An episode from 11/4/22: Tonight, I read ten essential poems from the American poet, Robert Lowell (1917-1977). Lowell was perhaps the last American poet we could possibly call “famous” during his lifetime. The combination of his early success and subsequent struggles with mental illness meant that the public witnessed all of it, from his slow break with formalism, his stint with “Confessional” poetry, and the wildly uneven nature of his huge output. Ten other people would come up ten other poems to include here.
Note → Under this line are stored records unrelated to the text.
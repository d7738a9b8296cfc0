//! Read-through JSON snapshot cache.
//!
//! Cache failures never surface to callers: reads degrade to a miss and
//! writes/invalidations are logged and dropped, so the database stays the
//! source of truth.

use serde::Serialize;
use serde::de::DeserializeOwned;
use std::sync::Arc;
use std::time::Duration;
use tracing::{debug, warn};

use crate::domain::{AppError, CacheStore, CrudRepository, Entity};

const CACHE_LOOKUPS_TOTAL: &str = "cache_lookups_total";

#[derive(Clone)]
pub struct ReadThroughCache {
    store: Arc<dyn CacheStore>,
    ttl: Duration,
}

impl ReadThroughCache {
    #[must_use]
    pub fn new(store: Arc<dyn CacheStore>, ttl: Duration) -> Self {
        Self { store, ttl }
    }

    /// Returns the cached value, or `None` on miss, error or corrupt entry.
    pub async fn get<T: DeserializeOwned>(&self, key: &str) -> Option<T> {
        match self.store.get(key).await {
            Ok(Some(raw)) => match serde_json::from_str(&raw) {
                Ok(value) => Some(value),
                Err(e) => {
                    warn!(key, error = %e, "Corrupt cache entry, evicting");
                    self.invalidate(&[key.to_string()]).await;
                    None
                }
            },
            Ok(None) => None,
            Err(e) => {
                warn!(key, error = %e, "Cache read failed, falling back to database");
                None
            }
        }
    }

    pub async fn put<T: Serialize>(&self, key: &str, value: &T) {
        let raw = match serde_json::to_string(value) {
            Ok(raw) => raw,
            Err(e) => {
                warn!(key, error = %e, "Failed to serialize cache entry");
                return;
            }
        };
        if let Err(e) = self.store.set(key, &raw, self.ttl).await {
            warn!(key, error = %e, "Cache write failed");
        }
    }

    pub async fn invalidate(&self, keys: &[String]) {
        if let Err(e) = self.store.delete(keys).await {
            warn!(?keys, error = %e, "Cache invalidation failed");
        } else {
            debug!(?keys, "Cache entries invalidated");
        }
    }

    /// Fetch an entity by ID through the cache, populating it on miss.
    pub async fn get_entity<T, R>(&self, repo: &R, id: i64) -> Result<Option<T>, AppError>
    where
        T: Entity,
        R: CrudRepository<T> + ?Sized,
    {
        let key = T::cache_key(id);
        if let Some(hit) = self.get::<T>(&key).await {
            metrics::counter!(CACHE_LOOKUPS_TOTAL, "entity" => T::NAME, "result" => "hit")
                .increment(1);
            return Ok(Some(hit));
        }
        metrics::counter!(CACHE_LOOKUPS_TOTAL, "entity" => T::NAME, "result" => "miss")
            .increment(1);

        let found = repo.get_by_id(id).await?;
        if let Some(entity) = &found {
            self.put(&key, entity).await;
        }
        Ok(found)
    }
}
These are mine:

  • Memories of West Street & Lepke (from Life Studies, 1959)
  • The Public Garden (from For the Union Dead, 1964)
  • For the Union Dead (from For the Union Dead, 1964)
  • History (from History, 1973)
  • Bobby Delano (from History, 1973)
  • Anne Dick I. 1936 (from History, 1973)
  • For Robert Kennedy 1925-68 (from History, 1973)
  • Marriage? (Hospital II., part 4) (from The Dolphin, 1973)
  • Dolphin (from The Dolphin, 1973)
  • Epilogue (from Day by Day, 1977)

They can all be found in his ⁠Collected Poems⁠. His letters are collected in ⁠The Letters of Robert Lowell⁠⁠Words in Air: The Complete Correspondence Between Elizabeth Bishop & Robert Lowell⁠, and ⁠The Dolphin Letters, 1970-1979: Elizabeth Hardwick, Robert Lowell, and Their Circle⁠. It’s been a while since I read it, but I remember enjoying Paul Mariani’s ⁠Lost Puritan: A Life of Robert Lowell⁠.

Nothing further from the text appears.